I had these cuBLAS and cuSOLVER functions calls:

cublas_error = cublasDgemm(handle_gemm,CUBLAS_OP_T, CUBLAS_OP_N, bands, bands, N, &alpha, image, N, image, N, &beta, Cov, bands);
cusolver_status = cusolverDnDgesvd(cusolverHandle,'N', 'N', bands, bands, Cov, bands, CovEigVal, U, bands, VT, bands, work, lwork, rwork, info);
cusolver_status = cusolverDnDgesvd(cusolverHandle,'N', 'N', bands, bands, Corr, bands, CorrEigVal, U, bands, VT, bands, work, lwork, rwork, info);

Thanks to the cusolver_status and cublas_error variables and the error codes that the functions return I was able to debug them.

 

Now I'm trying to translate this using the MKL functions, I've come up with this:

oneapi::mkl::blas::column_major::gemm(my_queue, yesTrans, nonTrans, bands, bands, N, alpha, image, N, image, N, beta, Cov, bands);
oneapi::mkl::lapack::gesvd(my_queue, oneapi::mkl::jobsvd::novec, oneapi::mkl::jobsvd::novec, bands, bands, Cov, bands, CovEigVal, U, bands, VT, bands, work, lwork);
oneapi::mkl::lapack::gesvd(my_queue, oneapi::mkl::jobsvd::novec, oneapi::mkl::jobsvd::novec, bands, bands, Corr bands, CorrEigVal, U, bands, VT, bands, work, lwork);

 And I also did this before the gesvd() functions once (as I believe its enough in this case):

lwork = oneapi::mkl::lapack::gesvd_scratchpad_size<double>(my_queue, oneapi::mkl::jobsvd::novec, oneapi::mkl::jobsvd::novec, bands, bands, bands, bands, bands);
double* work = sycl::malloc_device<double>(lwork, my_queue);

 

I believe they are well translated (correct me here), the program doesn't crash but I'm not getting the same results as the other version. So my question is, how do I debug these functions? I tried using standard exception handler:

 

try {
 // function
}
catch(...) {
// some handler or printf()
}

 

But nothing happens. Am I doing something wrong?

 

Thank you!

0 Kudos
1 Solution
VidyalathaB_Intel
Moderator
972 Views

Hi Adrian,

 

Thanks for reaching out to us.

 

>>how do I debug these functions? I tried using standard exception handler:....But nothing happens.

 

Regarding the error handling mechanisms, we do have some information that is documented over here

https://www.intel.com/content/www/us/en/develop/documentation/oneapi-mkl-dpcpp-developer-reference/top/error-handling.html

which describes oneMKL error handling which relies on the mechanism of C++ exceptions.

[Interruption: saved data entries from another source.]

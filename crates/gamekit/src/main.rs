//! gamekit CLI - Project scaffolding for game templates

use anyhow::Result;
use clap::{Parser, Subcommand};
use gamekit_core::tui::CreateArgs;
use gamekit_core::ProductConfig;
use std::path::{Path, PathBuf};
use tracing_subscriber::EnvFilter;

/// gamekit product configuration
#[derive(Clone)]
pub struct GamekitConfig;

impl ProductConfig for GamekitConfig {
    fn name(&self) -> &'static str {
        "gamekit"
    }

    fn display_name(&self) -> &'static str {
        "gamekit"
    }

    fn template_dir_env(&self) -> &'static str {
        "GAMEKIT_TEMPLATE_DIR"
    }

    fn template_url_env(&self) -> &'static str {
        "GAMEKIT_TEMPLATE_URL"
    }

    fn next_steps(&self, project_dir: &Path, seed: &Path) -> Vec<String> {
        let mut steps = Vec::new();
        let current = std::env::current_dir().ok();

        // Step 1: cd to directory if not current
        if current.as_deref() != Some(project_dir) {
            steps.push(format!("cd {}", project_dir.display()));
        }

        // Step 2: Start from the seeded screen
        steps.push(format!("Open {} to start writing game logic", seed.display()));

        steps
    }
}

#[derive(Parser, Debug)]
#[command(name = "gamekit")]
#[command(about = "CLI for scaffolding game projects from templates")]
#[command(version)]
pub struct Args {
    /// Enable debug logging
    #[arg(short, long, global = true)]
    pub verbose: bool,

    #[command(subcommand)]
    pub command: Option<Command>,
}

#[derive(Subcommand, Debug)]
pub enum Command {
    /// Create a new game project
    Create(CliCreateArgs),
    /// Build zip files for all templates in the template directory (for development use)
    BuildZips(BuildZipsArgs),
}

#[derive(Parser, Debug)]
pub struct CliCreateArgs {
    /// Local directory holding template.yaml and the template zips
    #[arg(long = "template-dir", conflicts_with = "template_url")]
    pub template_dir: Option<PathBuf>,

    /// Remote base URL holding template.yaml and the template zips
    #[arg(long = "template-url")]
    pub template_url: Option<String>,

    /// Template id to use
    #[arg(short, long)]
    pub template: Option<String>,

    /// Project name
    #[arg(short, long)]
    pub name: Option<String>,

    /// Package id, e.g. com.example.mygame
    #[arg(short, long)]
    pub package: Option<String>,

    /// Directory the project folder is created in
    #[arg(short, long)]
    pub directory: Option<PathBuf>,

    /// Auto-confirm all prompts (non-interactive mode)
    #[arg(short, long)]
    pub yes: bool,
}

impl From<CliCreateArgs> for CreateArgs {
    fn from(args: CliCreateArgs) -> Self {
        CreateArgs {
            template_dir: args.template_dir,
            template_url: args.template_url,
            template: args.template,
            name: args.name,
            package: args.package,
            directory: args.directory,
            yes: args.yes,
        }
    }
}

#[derive(Parser, Debug)]
pub struct BuildZipsArgs {
    /// Local directory containing templates to build zips from (for development use)
    #[arg(long = "template-dir")]
    pub template_dir: Option<PathBuf>,
}

fn init_logging(verbose: bool) {
    let default = if verbose { "debug" } else { "warn" };
    let filter = EnvFilter::try_from_default_env().unwrap_or_else(|_| EnvFilter::new(default));

    tracing_subscriber::fmt()
        .with_env_filter(filter)
        .with_writer(std::io::stderr)
        .without_time()
        .init();
}

#[tokio::main]
async fn main() -> Result<()> {
    // Ensure terminal cursor is restored on panic
    let default_panic = std::panic::take_hook();
    std::panic::set_hook(Box::new(move |info| {
        let _ = console::Term::stderr().show_cursor();
        default_panic(info);
    }));

    // Handle Ctrl+C gracefully
    ctrlc::set_handler(move || {
        let _ = console::Term::stderr().show_cursor();
        std::process::exit(130);
    })
    .ok();

    let args = Args::parse();
    init_logging(args.verbose);
    let config = GamekitConfig;

    // Handle subcommands
    match args.command {
        Some(Command::BuildZips(build_args)) => {
            gamekit_core::templates::build_zips(&config, build_args.template_dir.as_deref())?;
            Ok(())
        }
        command => {
            // No subcommand provided, default to create behavior (interactive mode)
            let create_args = match command {
                Some(Command::Create(create_args)) => create_args.into(),
                _ => CreateArgs::default(),
            };
            let result = gamekit_core::run(&config, create_args).await;

            // Ensure cursor is visible on normal exit
            let _ = console::Term::stderr().show_cursor();

            result
        }
    }
}
//! CLI prompts using cliclack (Charm-style inline prompts)
//!
//! This module is optional and only available when the `tui` feature is enabled.

#[cfg(feature = "tui")]
mod prompts;

#[cfg(feature = "tui")]
pub use prompts::{run, CreateArgs};
//! Building template archives from template folders

use super::manifest::TemplateEntry;
use anyhow::{Context, Result};
use std::io::{Cursor, Write};
use std::path::Path;
use walkdir::WalkDir;
use zip::write::SimpleFileOptions;
use zip::ZipWriter;

/// Zip `template_dir/<entry folder>` with every path prefixed by the entry's
/// internal name, so extraction renames the top-level folder to the project.
///
/// Entries are added in sorted order so the same folder always produces the
/// same archive layout.
pub fn build_bundle(template_dir: &Path, entry: &TemplateEntry) -> Result<Vec<u8>> {
    let folder = template_dir.join(entry.source_folder());
    if !folder.is_dir() {
        anyhow::bail!("Template folder not found: {}", folder.display());
    }

    let mut zip = ZipWriter::new(Cursor::new(Vec::new()));
    let options =
        SimpleFileOptions::default().compression_method(zip::CompressionMethod::Deflated);

    for item in WalkDir::new(&folder).min_depth(1).sort_by_file_name() {
        let item = item.with_context(|| format!("Failed to walk {}", folder.display()))?;
        let relative = item
            .path()
            .strip_prefix(&folder)
            .with_context(|| format!("Unexpected path {}", item.path().display()))?;
        let relative = relative
            .components()
            .map(|c| c.as_os_str().to_string_lossy())
            .collect::<Vec<_>>()
            .join("/");
        let zip_path = format!("{}/{}", entry.internal_name, relative);

        if item.file_type().is_dir() {
            zip.add_directory(zip_path.as_str(), options)?;
        } else {
            let content = std::fs::read(item.path())
                .with_context(|| format!("Failed to read {}", item.path().display()))?;
            zip.start_file(zip_path.as_str(), options)?;
            zip.write_all(&content)?;
        }
    }

    let cursor = zip.finish().context("Failed to finish template archive")?;
    Ok(cursor.into_inner())
}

"oneMKL introduces a class that defines the base class in the hierarchy of oneMKL exception classes. All oneMKL routines throw exceptions inherited from this base class.

In the hierarchy of oneMKL exceptions, oneapi::mkl::exception is the base class inherited from the std::exception class. All other oneMKL exception classes are derived from this base class."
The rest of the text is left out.